Kendimle ilgili en şaşırtıcı şey, seksenime merdiven dayamayı başarmış olmamdır.
Başarmış kelimesini doğru kullanmamış olabilirim.
Başarmak “Bir işi istenilen biçimde bitirmek, muvaffak olmak,” ise yanlış kullandım.
Sigara içmek, uyuşturucu kullanmak ve zararlı olduğu herkesin malûmu olan şeylerden kaçındığım doğrudur.
İçki de içmiyorum. Çok az et yiyorum, hazır gıda tüketmiyorum. Yürüyorum, fırsat buldukça yüzüyorum, bahçe işi ile uğraşıyorum, bol bol okuyorum.
Ruhumu da kalemtıraşladım: Sahip olduğum şeyler için şükrediyorum, olmadığım şeylere aldırmıyorum.
Ama bunları daha uzun yaşamak için değil, sevdiğim için yapıyorum veya sevmediğim için yapmıyorum.

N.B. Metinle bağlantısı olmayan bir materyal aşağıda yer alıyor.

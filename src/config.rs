//! Recognized `.ralph/config.yaml` options.
//!
//! All options are optional unless noted; unknown keys are ignored so older
//! config files keep loading after this crate adds fields.

use anyhow::{Context, Result};
use serde::Deserialize;
use std::fmt;
use std::path::Path;
use std::time::Duration;

/// A custom-agent descriptor (`agent.custom[]`).
#[derive(Debug, Clone, Deserialize, PartialEq)]
pub struct CustomAgentConfig {
    pub name: String,
    pub command: String,
    #[serde(default)]
    pub args_prefix: Vec<String>,
    #[serde(default)]
    pub description: String,
    /// Availability probe: "command" | "path" | "env" | "always".
    #[serde(default = "default_detection_method")]
    pub detection_method: String,
    #[serde(default)]
    pub detection_value: Option<String>,
    #[serde(default)]
    pub model_list_command: Option<String>,
    #[serde(default)]
    pub default_model: Option<String>,
}

fn default_detection_method() -> String {
    "command".to_string()
}

#[derive(Debug, Clone, Default, Deserialize, PartialEq)]
pub struct AgentConfig {
    #[serde(default)]
    pub default: Option<String>,
    #[serde(default)]
    pub model: Option<String>,
    #[serde(default)]
    pub custom: Vec<CustomAgentConfig>,
}

#[derive(Debug, Clone, Default, Deserialize, PartialEq)]
pub struct BuildConfig {
    #[serde(default)]
    pub command: Option<String>,
}

/// Verification gate mode (`test.mode`).
#[derive(Debug, Clone, Copy, PartialEq, Eq, Deserialize)]
#[serde(rename_all = "lowercase")]
pub enum TestMode {
    /// Any failure fails the gate.
    Gate,
    /// Only regressions against the baseline fail the gate.
    Tdd,
    /// Failures are reported, never fail the gate.
    Report,
}

impl Default for TestMode {
    fn default() -> Self {
        TestMode::Tdd
    }
}

impl fmt::Display for TestMode {
    fn fmt(&self, f: &mut fmt::Formatter<'_>) -> fmt::Result {
        match self {
            TestMode::Gate => write!(f, "gate"),
            TestMode::Tdd => write!(f, "tdd"),
            TestMode::Report => write!(f, "report"),
        }
    }
}

#[derive(Debug, Clone, Deserialize, PartialEq)]
pub struct TestConfig {
    #[serde(default)]
    pub command: Option<String>,
    #[serde(default)]
    pub mode: TestMode,
}

impl Default for TestConfig {
    fn default() -> Self {
        Self {
            command: None,
            mode: TestMode::default(),
        }
    }
}

/// Wrapper so duration fields accept `"2h"`, `"30m"`, `"90s"` in YAML.
#[derive(Debug, Clone, Copy, PartialEq, Eq)]
pub struct HumanDuration(pub Duration);

impl<'de> Deserialize<'de> for HumanDuration {
    fn deserialize<D>(deserializer: D) -> std::result::Result<Self, D::Error>
    where
        D: serde::Deserializer<'de>,
    {
        let raw = String::deserialize(deserializer)?;
        parse_duration(&raw)
            .map(HumanDuration)
            .map_err(serde::de::Error::custom)
    }
}

/// Parse a duration string like `2h`, `30m`, `90s`. Bare integers are seconds.
pub fn parse_duration(raw: &str) -> Result<Duration> {
    let raw = raw.trim();
    if raw.is_empty() {
        anyhow::bail!("empty duration");
    }
    let (digits, suffix) = match raw.find(|c: char| !c.is_ascii_digit()) {
        Some(idx) => raw.split_at(idx),
        None => (raw, "s"),
    };
    let n: u64 = digits
        .parse()
        .with_context(|| format!("invalid duration '{raw}'"))?;
    let secs = match suffix {
        "s" | "" => n,
        "m" => n * 60,
        "h" => n * 3600,
        other => anyhow::bail!("unknown duration suffix '{other}' in '{raw}'"),
    };
    Ok(Duration::from_secs(secs))
}

#[derive(Debug, Clone, Deserialize, PartialEq)]
pub struct TimeoutConfig {
    #[serde(default = "default_active_timeout")]
    pub active: HumanDuration,
    #[serde(default = "default_stuck_timeout")]
    pub stuck: HumanDuration,
}

impl Default for TimeoutConfig {
    fn default() -> Self {
        Self {
            active: default_active_timeout(),
            stuck: default_stuck_timeout(),
        }
    }
}

fn default_active_timeout() -> HumanDuration {
    HumanDuration(Duration::from_secs(2 * 3600))
}

fn default_stuck_timeout() -> HumanDuration {
    HumanDuration(Duration::from_secs(30 * 60))
}

#[derive(Debug, Clone, Default, Deserialize, PartialEq)]
pub struct HooksConfig {
    #[serde(default)]
    pub pre_task: Vec<String>,
    #[serde(default)]
    pub post_task: Vec<String>,
}

#[derive(Debug, Clone, Default, Deserialize, PartialEq)]
pub struct GitConfig {
    #[serde(default)]
    pub auto_commit: bool,
}

/// Parsed `.ralph/config.yaml`.
#[derive(Debug, Clone, Default, Deserialize, PartialEq)]
pub struct Config {
    #[serde(default)]
    pub agent: AgentConfig,
    #[serde(default)]
    pub build: BuildConfig,
    #[serde(default)]
    pub test: TestConfig,
    #[serde(default)]
    pub timeout: TimeoutConfig,
    #[serde(default)]
    pub hooks: HooksConfig,
    #[serde(default)]
    pub git: GitConfig,
}

impl Config {
    /// Load config from a YAML file. A missing file yields the default
    /// config (every option is optional per the spec).
    pub fn load(path: &Path) -> Result<Self> {
        if !path.exists() {
            return Ok(Self::default());
        }
        let content = std::fs::read_to_string(path)
            .with_context(|| format!("failed to read {}", path.display()))?;
        let config: Config = serde_yaml::from_str(&content)
            .with_context(|| format!("failed to parse {}", path.display()))?;
        Ok(config)
    }
}

#[cfg(test)]
mod tests {
    use super::*;

    #[test]
    fn default_test_mode_is_tdd() {
        assert_eq!(TestConfig::default().mode, TestMode::Tdd);
    }

    #[test]
    fn default_timeouts_match_spec() {
        let t = TimeoutConfig::default();
        assert_eq!(t.active.0, Duration::from_secs(2 * 3600));
        assert_eq!(t.stuck.0, Duration::from_secs(30 * 60));
    }

    #[test]
    fn parse_duration_hours() {
        assert_eq!(parse_duration("2h").unwrap(), Duration::from_secs(7200));
    }

    #[test]
    fn parse_duration_minutes() {
        assert_eq!(parse_duration("30m").unwrap(), Duration::from_secs(1800));
    }

    #[test]
    fn parse_duration_seconds_bare() {
        assert_eq!(parse_duration("90").unwrap(), Duration::from_secs(90));
    }

    #[test]
    fn parse_duration_rejects_unknown_suffix() {
        assert!(parse_duration("3x").is_err());
    }

    #[test]
    fn load_missing_file_yields_default() {
        let config = Config::load(Path::new("/nonexistent/config.yaml")).unwrap();
        assert_eq!(config, Config::default());
    }

    #[test]
    fn load_parses_full_config() {
        let tmp = tempfile::NamedTempFile::new().unwrap();
        std::fs::write(
            tmp.path(),
            r#"
agent:
  default: cursor
  model: fast
test:
  command: "cargo test"
  mode: gate
build:
  command: "cargo build"
timeout:
  active: "1h"
  stuck: "10m"
git:
  auto_commit: true
hooks:
  pre_task:
    - "echo starting"
  post_task:
    - "git commit -am wip"
"#,
        )
        .unwrap();

        let config = Config::load(tmp.path()).unwrap();
        assert_eq!(config.agent.default, Some("cursor".to_string()));
        assert_eq!(config.test.mode, TestMode::Gate);
        assert_eq!(config.test.command, Some("cargo test".to_string()));
        assert_eq!(config.timeout.active.0, Duration::from_secs(3600));
        assert!(config.git.auto_commit);
        assert_eq!(config.hooks.pre_task, vec!["echo starting".to_string()]);
    }

    #[test]
    fn unknown_keys_are_ignored() {
        let tmp = tempfile::NamedTempFile::new().unwrap();
        std::fs::write(tmp.path(), "totally_unknown_key: 5\n").unwrap();
        let config = Config::load(tmp.path()).unwrap();
        assert_eq!(config, Config::default());
    }
}
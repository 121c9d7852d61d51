//! Shared subprocess invocation pipeline used by every adapter.
//!
//! Spawns argv, tees stdout to an in-memory buffer and an optional
//! streaming sink, drains stderr on the side, honors a deadline and a
//! stuck-output timeout, and classifies the result via [`super::parser`].
//! On cancellation the child is signalled (SIGTERM on unix) and given a
//! grace window before a hard kill; the invocation still returns a
//! best-effort `InvocationResult` rather than erroring out, per the spec's
//! "report cancellation in the error channel but still return a result"
//! rule.

use anyhow::{Context, Result};
use std::process::Stdio;
use std::time::{Duration, Instant};
use tokio::io::{AsyncBufReadExt, AsyncReadExt, BufReader};
use tokio::process::Command;
use tokio_util::sync::CancellationToken;

use super::parser::{extract_session_id, extract_status};
use super::{InvocationResult, InvokeOpts};

/// Grace period between a graceful signal and a hard kill.
const KILL_GRACE: Duration = Duration::from_secs(5);

/// Run `argv` (program + args, already tokenized) to completion or
/// cancellation, tee'ing output per `opts`.
pub async fn invoke(
    argv: &[String],
    extra_env: &[(String, String)],
    opts: &InvokeOpts,
    cancel: CancellationToken,
) -> Result<InvocationResult> {
    let (program, args) = argv
        .split_first()
        .context("empty command template: nothing to execute")?;

    let mut cmd = Command::new(program);
    cmd.args(args)
        .current_dir(&opts.working_dir)
        .stdout(Stdio::piped())
        .stderr(Stdio::piped())
        .kill_on_drop(true);
    for (k, v) in extra_env {
        cmd.env(k, v);
    }

    let mut child = cmd.spawn().with_context(|| {
        format!("failed to spawn agent process '{}'", program)
    })?;

    let stdout = child.stdout.take().context("failed to capture stdout")?;
    let mut stderr = child.stderr.take().context("failed to capture stderr")?;

    let stderr_task = tokio::spawn(async move {
        let mut buf = String::new();
        let _ = stderr.read_to_string(&mut buf).await;
        buf
    });

    let start = Instant::now();
    let mut lines = BufReader::new(stdout).lines();
    let mut stdout_buf = String::new();
    let mut cancelled = false;

    loop {
        let stuck_sleep = sleep_or_pending(opts.stuck_timeout);
        let deadline_sleep = sleep_or_pending(
            opts.deadline
                .map(|d| d.saturating_sub(start.elapsed())),
        );

        tokio::select! {
            biased;
            _ = cancel.cancelled() => {
                cancelled = true;
                break;
            }
            _ = deadline_sleep => {
                cancelled = true;
                break;
            }
            _ = stuck_sleep => {
                cancelled = true;
                break;
            }
            line = lines.next_line() => {
                match line {
                    Ok(Some(l)) => {
                        if let Some(sink) = &opts.stream {
                            sink.write_line(&l);
                        }
                        stdout_buf.push_str(&l);
                        stdout_buf.push('\n');
                    }
                    Ok(None) => break,
                    Err(_) => break,
                }
            }
        }
    }

    if cancelled {
        terminate(&mut child).await;
    }

    let wait_result = child.wait().await;
    let wall_duration = start.elapsed();
    let stderr_output = stderr_task.await.unwrap_or_default();

    let exit_code = match &wait_result {
        Ok(status) => status.code().unwrap_or(-1),
        Err(_) => -1,
    };

    let status = extract_status(&stdout_buf);
    let session_id = extract_session_id(&stdout_buf);

    let error = if cancelled {
        Some("cancelled".to_string())
    } else if exit_code != 0 {
        if stderr_output.trim().is_empty() {
            Some(format!("process exited with status {exit_code}"))
        } else {
            Some(stderr_output.trim().to_string())
        }
    } else {
        None
    };

    Ok(InvocationResult {
        stdout: stdout_buf,
        exit_code,
        wall_duration,
        status,
        session_id,
        error,
        cancelled,
    })
}

/// Returns a sleep future for `Some(d)`, or one that never completes for
/// `None` — lets a single `tokio::select!` arm cover "timeout configured or
/// not" without branching on an `Option` at the call site.
fn sleep_or_pending(d: Option<Duration>) -> std::pin::Pin<Box<dyn std::future::Future<Output = ()> + Send>> {
    match d {
        Some(d) => Box::pin(tokio::time::sleep(d)),
        None => Box::pin(std::future::pending()),
    }
}

/// Signal the child to terminate, then escalate to a hard kill after a
/// grace window if it hasn't exited.
async fn terminate(child: &mut tokio::process::Child) {
    if let Some(pid) = child.id() {
        let nix_pid = nix::unistd::Pid::from_raw(pid as i32);
        let _ = nix::sys::signal::kill(nix_pid, nix::sys::signal::Signal::SIGTERM);
    }

    let deadline = Instant::now() + KILL_GRACE;
    loop {
        if let Ok(Some(_)) = child.try_wait() {
            return;
        }
        if Instant::now() >= deadline {
            let _ = child.start_kill();
            return;
        }
        tokio::time::sleep(Duration::from_millis(100)).await;
    }
}
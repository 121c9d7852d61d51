//! Adapter for the `cursor-agent` CLI.

use async_trait::async_trait;
use tokio_util::sync::CancellationToken;

use super::{tokenize_template, Agent, Detection, InvocationResult, InvokeOpts, LastSessionId, Model};
use crate::agent::process;

pub struct CursorAgent {
    command: String,
    last_session_id: LastSessionId,
}

impl CursorAgent {
    pub fn new() -> Self {
        Self {
            command: "cursor-agent".to_string(),
            last_session_id: LastSessionId::default(),
        }
    }

    fn build_argv(&self, opts: &InvokeOpts, session: Option<&str>, prompt: &str) -> Vec<String> {
        let mut argv = tokenize_template(&self.command).expect("built-in template is valid");
        argv.push("--print".to_string());
        argv.push("--quiet".to_string());
        if let Some(session_id) = session {
            argv.push("--continue".to_string());
            argv.push(session_id.to_string());
        }
        let model = opts.model.as_deref().unwrap_or(&self.default_model().id);
        argv.push("--model".to_string());
        argv.push(model.to_string());
        if opts.force {
            argv.push("--force".to_string());
        }
        argv.push(prompt.to_string());
        argv
    }
}

impl Default for CursorAgent {
    fn default() -> Self {
        Self::new()
    }
}

#[async_trait]
impl Agent for CursorAgent {
    fn name(&self) -> &str {
        "cursor"
    }

    fn description(&self) -> &str {
        "Cursor's agentic CLI coding assistant"
    }

    fn available(&self) -> bool {
        Detection::Command(self.command.clone()).probe()
    }

    async fn check_auth(&self) -> Result<(), String> {
        let output = tokio::process::Command::new(&self.command)
            .arg("status")
            .output()
            .await;
        match output {
            Ok(o) if o.status.success() => Ok(()),
            _ => Err(format!(
                "not authenticated with {}; run `{} login`",
                self.command, self.command
            )),
        }
    }

    fn list_models(&self) -> Vec<Model> {
        vec![
            Model {
                id: "fast".to_string(),
                display_name: "Fast".to_string(),
            },
            Model {
                id: "thorough".to_string(),
                display_name: "Thorough".to_string(),
            },
        ]
    }

    fn default_model(&self) -> Model {
        self.list_models().remove(0)
    }

    async fn run(
        &self,
        prompt: &str,
        opts: &InvokeOpts,
        cancel: CancellationToken,
    ) -> anyhow::Result<InvocationResult> {
        let argv = self.build_argv(opts, None, prompt);
        let result = process::invoke(&argv, &[], opts, cancel).await?;
        self.last_session_id.record(&result);
        Ok(result)
    }

    async fn continue_session(
        &self,
        session_id: &str,
        prompt: &str,
        opts: &InvokeOpts,
        cancel: CancellationToken,
    ) -> anyhow::Result<InvocationResult> {
        let argv = self.build_argv(opts, Some(session_id), prompt);
        let result = process::invoke(&argv, &[], opts, cancel).await?;
        self.last_session_id.record(&result);
        Ok(result)
    }

    fn last_session_id(&self) -> Option<String> {
        self.last_session_id.get()
    }
}
//! Markdown / plain-text task list import (spec §4.3).
//!
//! Format is auto-detected from the file extension (`.md`/`.markdown` vs.
//! anything else) unless the caller overrides it.

use super::{Task, TaskStatus};
use std::path::Path;

#[derive(Debug, Clone, Copy, PartialEq, Eq)]
pub enum ImportFormat {
    Markdown,
    PlainText,
}

pub fn detect_format(path: &Path) -> ImportFormat {
    match path.extension().and_then(|e| e.to_str()) {
        Some("md") | Some("markdown") => ImportFormat::Markdown,
        _ => ImportFormat::PlainText,
    }
}

/// Parse `content` into freshly-minted `Task`s with ordinal 0 (the caller,
/// typically `TaskManager::add_task`, assigns the real ordinal on insert).
pub fn parse(content: &str, format: ImportFormat) -> Vec<Task> {
    match format {
        ImportFormat::Markdown => parse_markdown(content),
        ImportFormat::PlainText => parse_plain_text(content),
    }
}

/// Heading lines (`#`+) become a Pending task titled with the heading text
/// (no checkbox state to read). `[ ] item` / `[x] item` checkbox lines
/// become a task whose status follows the box.
fn parse_markdown(content: &str) -> Vec<Task> {
    let mut tasks = Vec::new();
    for raw_line in content.lines() {
        let line = raw_line.trim();
        if line.is_empty() {
            continue;
        }

        if let Some(stripped) = strip_heading(line) {
            if !stripped.is_empty() {
                tasks.push(Task::new(stripped, "", 0));
            }
            continue;
        }

        if let Some((checked, title)) = parse_checkbox(line) {
            if !title.is_empty() {
                let mut task = Task::new(title, "", 0);
                if checked {
                    task.status = TaskStatus::Done;
                    task.completed_at = Some(task.created_at);
                }
                tasks.push(task);
            }
        }
    }
    tasks
}

fn strip_heading(line: &str) -> Option<&str> {
    let hashes = line.chars().take_while(|c| *c == '#').count();
    if hashes == 0 {
        return None;
    }
    Some(line[hashes..].trim())
}

fn parse_checkbox(line: &str) -> Option<(bool, &str)> {
    let rest = line.strip_prefix('-').or_else(|| line.strip_prefix('*'))?;
    let rest = rest.trim_start();
    if let Some(title) = rest.strip_prefix("[ ]") {
        return Some((false, title.trim()));
    }
    if let Some(title) = rest.strip_prefix("[x]").or_else(|| rest.strip_prefix("[X]")) {
        return Some((true, title.trim()));
    }
    None
}

/// Each non-blank line becomes a Pending task.
fn parse_plain_text(content: &str) -> Vec<Task> {
    content
        .lines()
        .map(str::trim)
        .filter(|l| !l.is_empty())
        .map(|l| Task::new(l, "", 0))
        .collect()
}
//! Prices and protocol health.

pub mod historical;
pub mod metrics;

pub use historical::{HistoricalPriceEstimator, implied_price};
pub use metrics::{DerivedMetrics, MetricsError, ProtocolSnapshot};
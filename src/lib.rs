pub mod amount;
pub mod catalog;
pub mod config;
pub mod detection;
pub mod monitor;
pub mod pricing;
pub mod types;

pub use catalog::{AssetCatalog, AssetIdentity, AssetKind, TokenInfo};
pub use config::{AppConfig, create_default_config, load_config};
pub use detection::{ClassifyError, TradeClassifier};
pub use monitor::{MonitorError, MonitorResult, TradeScanner, TransactionFetcher, TransactionSnapshot};
pub use pricing::{DerivedMetrics, MetricsError, ProtocolSnapshot};
pub use types::{MonitorConfig, ProtocolPrograms, Registry, Trade, TradeParseResult, TradeSide};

Bir de yapamıyorum departmanı var. Kırklarımın ortalarına kadar eşek yüküyle içki ve ellinci yaşıma kadar sigara içtim. İkisini de ben bıraktım diyemeyeceğim çünkü onlar beni bıraktı. İçkiyi vücudum kaldırmaz oldu – bir de artık içecek kadar derin bir mutsuzluk içinde değilim.
Sigara daha da ilginç oldu. Daha önce de anlatmış olmalıyım: Bir sabah uyandım ve o gün canım sigara içmek istemedi. İçmedim, ertesi gün de... Ve ertesi günlerde de ve hiç uğraşmadan bu pis alışkanlığı bıraktım. Hapisten cezayı doldurmadan tahliye edilmek gibi umulmadık oldu.
Demek istediğim… Bu yaşa gelmeyi istemiş veya gelmek için bir program uygulamış değilim.
Hatta son zamanlarda herhangi bildiğim bir hastalığım olmamasına rağmen “acaba artık ölsem mi,” sorusunu kendime gittikçe daha fazla sorar oldum. Çok yaşlanarak bağımsız yaşama yeteneğimi kaybetmek, kendime ve başkalarına yük olmak istemiyorum.
Bunları aklıma geçenlerde karşıma çıkan yeni bir “hayat uzatma” yöntemi getirdi: Epigenetics. “İyi olma” endüstrisinin piyasaya sürdüğü en son ürün.
Epigenetics’i şöyle özetleyebilirim: Genleriniz ne kadar sağlıklı olduğunuz konusunda önemli bir rol oynar. Ama hayat tarzınız ve çevrenizin, örneğin fiziki olarak ne kadar aktif olduğunuzun ve aldığınız gıdaların rolü daha da önemlidir.
Konunun bir uzmanına göre “Sağlığımızın nasıl bir seyir izleyeceği yüzde yirmi oranında önceden yazılmıştır ve genlerimize bağlıdır. Geriye kalan yüzde 80 bizim kontrolümüzdedir.”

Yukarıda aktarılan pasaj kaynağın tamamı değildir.